These days information is very easy to find on almost any topic. The internet has made all of recorded history accessible to anyone with a smart phone or computer. This is great, except it can be a bit dizzying and it can make us feel overwhelmed with information. This is especially true when it comes to fitness. Look up any fitness goal and try to find a corresponding workout routine and you will instantly get hundreds of programs, all of them promising amazing results. This is even true for programs that promise to pack muscle mass on those of us who are skinny hardgainers. Although being naturally skinny and having a very hard time gaining weight isn’t as common as having trouble NOT gaining weight, finding a good mass building program can be very confusing and frustrating.

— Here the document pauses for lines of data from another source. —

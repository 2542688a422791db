//! In-memory blog post storage - used when no database is configured and in tests.

use async_trait::async_trait;
use chrono::Utc;
use tokio::sync::RwLock;
use uuid::Uuid;

use blog_core::domain::{BlogPost, BlogPostChanges, NewBlogPost};
use blog_core::error::RepoError;
use blog_core::ports::{BaseRepository, BlogPostRepository};

/// In-memory repository keeping posts in insertion order behind an async RwLock.
///
/// Note: Data is lost on process restart.
pub struct InMemoryBlogPostRepository {
    posts: RwLock<Vec<BlogPost>>,
}

impl InMemoryBlogPostRepository {
    pub fn new() -> Self {
        Self {
            posts: RwLock::new(Vec::new()),
        }
    }
}

impl Default for InMemoryBlogPostRepository {
    fn default() -> Self {
        Self::new()
    }
}

#[async_trait]
impl BaseRepository<BlogPost, Uuid> for InMemoryBlogPostRepository {
    async fn find_by_id(&self, id: Uuid) -> Result<Option<BlogPost>, RepoError> {
        let posts = self.posts.read().await;
        Ok(posts.iter().find(|post| post.id == id).cloned())
    }

    async fn delete(&self, id: Uuid) -> Result<(), RepoError> {
        let mut posts = self.posts.write().await;
        let index = posts
            .iter()
            .position(|post| post.id == id)
            .ok_or(RepoError::NotFound)?;
        posts.remove(index);
        Ok(())
    }
}

#[async_trait]
impl BlogPostRepository for InMemoryBlogPostRepository {
    async fn list(&self) -> Result<Vec<BlogPost>, RepoError> {
        Ok(self.posts.read().await.clone())
    }

    async fn create(&self, post: NewBlogPost) -> Result<BlogPost, RepoError> {
        let post = post.into_post(Uuid::new_v4(), Utc::now());
        self.posts.write().await.push(post.clone());
        Ok(post)
    }

    async fn update(&self, id: Uuid, changes: BlogPostChanges) -> Result<BlogPost, RepoError> {
        let mut posts = self.posts.write().await;
        let post = posts
            .iter_mut()
            .find(|post| post.id == id)
            .ok_or(RepoError::NotFound)?;
        changes.apply_to(post);
        Ok(post.clone())
    }
}

#[cfg(test)]
mod tests {
    use super::*;
    use blog_core::domain::Author;

    fn new_post(title: &str) -> NewBlogPost {
        NewBlogPost::new(
            title.to_string(),
            Author::new("Jane", "Doe"),
            "Hello".to_string(),
        )
        .unwrap()
    }

    #[tokio::test]
    async fn test_create_assigns_id_and_keeps_insertion_order() {
        let repo = InMemoryBlogPostRepository::new();
        let first = repo.create(new_post("A")).await.unwrap();
        let second = repo.create(new_post("B")).await.unwrap();

        assert_ne!(first.id, second.id);
        let titles: Vec<String> = repo
            .list()
            .await
            .unwrap()
            .into_iter()
            .map(|post| post.title)
            .collect();
        assert_eq!(titles, ["A", "B"]);
    }

    #[tokio::test]
    async fn test_update_merges_changes() {
        let repo = InMemoryBlogPostRepository::new();
        let post = repo.create(new_post("A")).await.unwrap();

        let changes = BlogPostChanges::new(Some("B".into()), None, None).unwrap();
        let updated = repo.update(post.id, changes).await.unwrap();

        assert_eq!(updated.title, "B");
        assert_eq!(updated.content, post.content);
        assert_eq!(updated.created, post.created);
        assert_eq!(repo.find_by_id(post.id).await.unwrap(), Some(updated));
    }

    #[tokio::test]
    async fn test_update_missing_post_is_not_found() {
        let repo = InMemoryBlogPostRepository::new();
        let result = repo.update(Uuid::new_v4(), BlogPostChanges::default()).await;
        assert!(matches!(result, Err(RepoError::NotFound)));
    }

    #[tokio::test]
    async fn test_delete() {
        let repo = InMemoryBlogPostRepository::new();
        let post = repo.create(new_post("A")).await.unwrap();

        repo.delete(post.id).await.unwrap();
        assert_eq!(repo.find_by_id(post.id).await.unwrap(), None);
        assert!(matches!(
            repo.delete(post.id).await,
            Err(RepoError::NotFound)
        ));
    }
}
//! Application configuration loaded from environment variables.

use std::env;

use blog_infra::DatabaseConfig;

/// Application configuration.
#[derive(Debug, Clone)]
pub struct AppConfig {
    pub host: String,
    pub port: u16,
    pub database: DatabaseConfig,
}

impl AppConfig {
    /// Load configuration from environment variables.
    pub fn from_env() -> Self {
        let database = DatabaseConfig {
            url: env::var("DATABASE_URL")
                .unwrap_or_else(|_| "postgres://localhost/blog_app".to_string()),
            max_connections: env::var("DB_MAX_CONNECTIONS")
                .ok()
                .and_then(|s| s.parse().ok())
                .unwrap_or(10),
            min_connections: env::var("DB_MIN_CONNECTIONS")
                .ok()
                .and_then(|s| s.parse().ok())
                .unwrap_or(1),
        };

        Self {
            host: env::var("HOST").unwrap_or_else(|_| "127.0.0.1".to_string()),
            port: env::var("PORT")
                .ok()
                .and_then(|p| p.parse().ok())
                .unwrap_or(8080),
            database,
        }
    }
}
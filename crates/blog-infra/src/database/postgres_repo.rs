//! PostgreSQL repository implementations.

use async_trait::async_trait;
use chrono::Utc;
use sea_orm::{ActiveModelTrait, DbErr, EntityTrait, QueryOrder};
use uuid::Uuid;

use blog_core::domain::{BlogPost, BlogPostChanges, NewBlogPost};
use blog_core::error::RepoError;
use blog_core::ports::{BaseRepository, BlogPostRepository};

use super::entity::blog_post::{self, Entity as BlogPostEntity};
use super::postgres_base::PostgresBaseRepository;

/// PostgreSQL blog post repository.
pub type PostgresBlogPostRepository = PostgresBaseRepository<BlogPostEntity>;

#[async_trait]
impl BlogPostRepository for PostgresBlogPostRepository {
    async fn list(&self) -> Result<Vec<BlogPost>, RepoError> {
        let result = BlogPostEntity::find()
            .order_by_asc(blog_post::Column::Created)
            .order_by_asc(blog_post::Column::Id)
            .all(&self.db)
            .await
            .map_err(|e| RepoError::Query(e.to_string()))?;

        Ok(result.into_iter().map(Into::into).collect())
    }

    async fn create(&self, post: NewBlogPost) -> Result<BlogPost, RepoError> {
        let post = post.into_post(Uuid::new_v4(), Utc::now());
        tracing::debug!(post_id = %post.id, "Inserting blog post");

        let active_model: blog_post::ActiveModel = post.into();
        let model = active_model
            .insert(&self.db)
            .await
            .map_err(|e| RepoError::Query(e.to_string()))?;

        Ok(model.into())
    }

    async fn update(&self, id: Uuid, changes: BlogPostChanges) -> Result<BlogPost, RepoError> {
        if changes.is_empty() {
            let current: Option<BlogPost> = self.find_by_id(id).await?;
            return current.ok_or(RepoError::NotFound);
        }

        let active_model = blog_post::ActiveModel::from_changes(id, changes);
        let model = active_model.update(&self.db).await.map_err(|e| match e {
            DbErr::RecordNotFound(_) | DbErr::RecordNotUpdated => RepoError::NotFound,
            other => RepoError::Query(other.to_string()),
        })?;

        Ok(model.into())
    }
}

Which workout program is the best? Which one actually works for guys who have roaring fast metabolisms, are skinny and who can’t gain weight no matter what they do or how much they eat? Of all of the online workout programs available, which is best for SKINNY GUYS? Luckily for you I searched for the best mass building program for hardgainers for DECADES. I did this because I am just like you. I am a hardgainer.
When I first picked up a barbell in the 90’s, the only place to find workout routines were the bodybuilding magazines. Flex, Muscle and Fitness, Ironman, Muscle Mag and Muscle Media 2000 were the most widely circulated. I bought ALL of them with my hard-earned minimum wage money (I washed dishes at a pizzeria) and I scoured them for the latest workouts and advice that could help me pack on some muscle mass. I was a very motivated new lifter.
Growing up I was painfully skinny. I was the classic hardgainer who’s body wouldn’t gain a pound under almost any circumstances. If you look at pictured of the now discredited somatotypes of ectomorph (naturally very skinny, low muscle and low fat), mesomorph (naturally muscular, lean and athletic) and endomorph (naturally heavy and gains weight easily), I was pretty close to the picture of ectomorph. My goals with weight training were not to get leaner or improve health. All I wanted to do was BUILD muscle and gain some mass. The routines I looked for had to be marketed for that explicit reason. Not fat loss, not anything else. I wanted muscle and weight gain workout programs.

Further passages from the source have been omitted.